Le Directeur-général de la Garde communal affirme que 1 000 agents ont été révoqués les dix dernières années
Le Directeur-général de la Garde communal, Abdelkrim Nenouche, a déclaré que 1000 agents ont été révoqués les dix dernières années pour des motifs liés a des abus et à la « hogra ».
- Il a affirmé en outre que les recrutements ont été temporairement gelés, en attendant la promulgation de la loi sur la police communale. Nenouche, qui s’exprimait en marge de la cérémonie de sortie des promotions des gardes communaux à Alger, répondait en fait, à une question posée par Echorouk, précisant que « le nombre des révoqués n’a pas dépassé les mille agents » et que les motifs de ces révocations portaient sur des « abus, des exactions ou des outrages sur des citoyens, ainsi que des atteintes à l’ordre général ».
- « Les révocations cités n’avaient pas motivé de présenter ces agents à la justice, car souvent il s’agissait d’infractions internes surtout, des retards sur les horaires de travail fixés ou encore des carences dans leurs missions », évitant de parler de cas liés à des liens avec les groupes terrorisme, au vols et aux atteintes aux personnes ».
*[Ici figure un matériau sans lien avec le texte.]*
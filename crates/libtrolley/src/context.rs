// SPDX-License-Identifier: MIT OR Apache-2.0

use crate::{
    Config,
    loader::{StoreLoader, TagLoader},
    service::{Services, Session},
};

/// record kinds whose changes invalidate cached lookups.
#[derive(Debug, Clone, Copy, PartialEq, Eq)]
pub enum RecordChange {
    Store,
    Tag,
}

/// everything one request needs: caller, services, settings and its loaders.
pub struct RequestContext {
    pub session: Session,
    pub services: Services,
    pub config: Config,
    pub stores: StoreLoader,
    pub tags: TagLoader,
}

impl RequestContext {
    pub fn new(session: Session, services: Services, config: Config) -> Self {
        let token = session.token.clone();
        Self {
            stores: StoreLoader::stores(services.stores.clone(), token.clone()),
            tags: TagLoader::tags(services.tags.clone(), token),
            session,
            services,
            config,
        }
    }

    pub fn token(&self) -> Option<&str> {
        self.session.token()
    }

    pub fn user_id(&self) -> &str {
        &self.session.user_id
    }

    /// drops every cached lookup of the changed kind.
    pub fn on_record_changed(&self, change: RecordChange) {
        log::debug!("**context:** {change:?} changed, clearing loader cache");
        match change {
            RecordChange::Store => self.stores.clear_all(),
            RecordChange::Tag => self.tags.clear_all(),
        }
    }
}

impl std::fmt::Debug for RequestContext {
    fn fmt(&self, f: &mut std::fmt::Formatter<'_>) -> std::fmt::Result {
        f.debug_struct("RequestContext")
            .field("session", &self.session)
            .field("config", &self.config)
            .finish_non_exhaustive()
    }
}
fn remove_one(
    ctx: &RequestContext,
    user_id: &str,
    target: &LinkTarget,
) -> Result<Option<ConsolidatedRow>> {
    let Some(mut link) = live_links(ctx, user_id, target.kind(), target.id())?
        .into_iter()
        .next()
    else {
        log::debug!("**mutation:** no live link to {} for {user_id}", target.id());
        return Ok(None);
    };

    link.done_date = Some(Utc::now());
    ctx.services.shopping_list.update(&link, ctx.token())?;
    log::debug!("**mutation:** marked {} done", link.id);

    target_row(ctx, user_id, target)
}

fn remove_all(ctx: &RequestContext, user_id: &str, kind: LinkKind, target_id: &str) -> Result<()> {
    let links = live_links(ctx, user_id, kind, target_id)?;
    let done_date = Utc::now();

    apply_in_chunks(&links, ctx.config.bulk_chunk_size, |link| {
        let mut link = link.clone();
        link.done_date = Some(done_date);
        ctx.services.shopping_list.update(&link, ctx.token())
    })?;

    log::info!("**mutation:** marked {} links to {target_id} done", links.len());
    Ok(())
}

fn remove_items(
    ctx: &RequestContext,
    user_id: &str,
    shopping_list_ids: &[String],
) -> Result<Option<Vec<ConsolidatedRow>>> {
    let criteria = Criteria::new()
        .with_ids(shopping_list_ids.iter().cloned().collect())
        .with_conditions(Conditions {
            user_id: Some(user_id.to_string()),
            ..Default::default()
        });
    let selected = drain(ctx.services.shopping_list.search_all(&criteria, ctx.token())?)?;

    if let Some(missing) = shopping_list_ids
        .iter()
        .find(|id| !selected.iter().any(|link| &link.id == *id))
    {
        return Err(Error::not_found(format!(
            "Shopping list item not found: {missing}"
        )));
    }

    let mut seen = HashSet::new();
    let mut links = Vec::new();
    for target in selected.iter().map(|link| &link.target) {
        if seen.insert(target) {
            links.extend(live_links(ctx, user_id, target.kind(), target.id())?);
        }
    }

    apply_in_chunks(&links, ctx.config.bulk_chunk_size, |link| {
        let mut link = link.clone();
        link.removed_by_user_id = Some(user_id.to_string());
        ctx.services.shopping_list.update(&link, ctx.token())
    })?;

    log::info!(
        "**mutation:** removed {} links across {} entries for {user_id}",
        links.len(),
        seen.len()
    );
    consolidate(ctx, user_id, &ConnectionArgs::new()).map(Some)
}
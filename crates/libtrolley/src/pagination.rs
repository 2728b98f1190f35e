// SPDX-License-Identifier: MIT OR Apache-2.0

use crate::{ConnectionArgs, Error, PagePolicy, Result};

/// `limit`/`skip` window derived from connection arguments.
#[derive(Debug, Clone, Copy, PartialEq, Eq)]
pub struct PageWindow {
    pub limit: usize,
    pub skip: usize,
    pub has_next_page: bool,
    pub has_previous_page: bool,
}

/// parses a positional cursor (1-based row number rendered as text).
/// surrounding whitespace is ignored; trailing garbage such as `7abc` is not.
pub fn parse_cursor(cursor: &str) -> Result<usize> {
    cursor
        .trim()
        .parse::<usize>()
        .map_err(|_| Error::validation(format!("Provided cursor is invalid: {cursor}")))
}

/// computes the window for `args` over a collection of `total_count` rows.
///
/// cursors are plain row positions: the store only understands
/// `limit`/`skip`, so forward and backward paging are mapped onto them.
pub fn paginate(args: &ConnectionArgs, total_count: usize, policy: &PagePolicy) -> Result<PageWindow> {
    args.validate()?;

    let clamp = |size: Option<usize>| {
        size.filter(|&n| n > 0)
            .unwrap_or(policy.default_page_size)
            .min(policy.maximum_page_size)
    };

    let (limit, skip) = if args.backward_requested() {
        let last = clamp(args.last);
        let skip = match args.before.as_deref() {
            Some(before) => parse_cursor(before)?.saturating_sub(last),
            None => 0,
        };
        (last, skip)
    } else {
        let first = clamp(args.first);
        let skip = match args.after.as_deref() {
            Some(after) => parse_cursor(after)?,
            None => 0,
        };
        (first, skip)
    };

    Ok(PageWindow {
        limit,
        skip,
        has_next_page: skip.saturating_add(limit) < total_count,
        has_previous_page: skip != 0,
    })
}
- Selon le premier responsable de la garde communal, « le nombre total des gardes communaux tués dans l’exercice de leurs fonctions avoisine les 4 000 cas sur les 90 000 agents en service », niant de fait les cas de gardes communaux qui ont rejoint les groupes terroristes.
- Revenant sur la décision du gel des recrutements, il a précisé que le motif est lié à la promulgation prochaine de la loi portant statut de la police communale, lequel va déterminer la refonte du corps de la garde communale. Le projet de loi, qui se trouve actuellement en phase de finalisation au niveau du ministère de l’Intérieur et des collectivités locales, déterminera les missions, statut et prérogatives de ce corps de sécurité.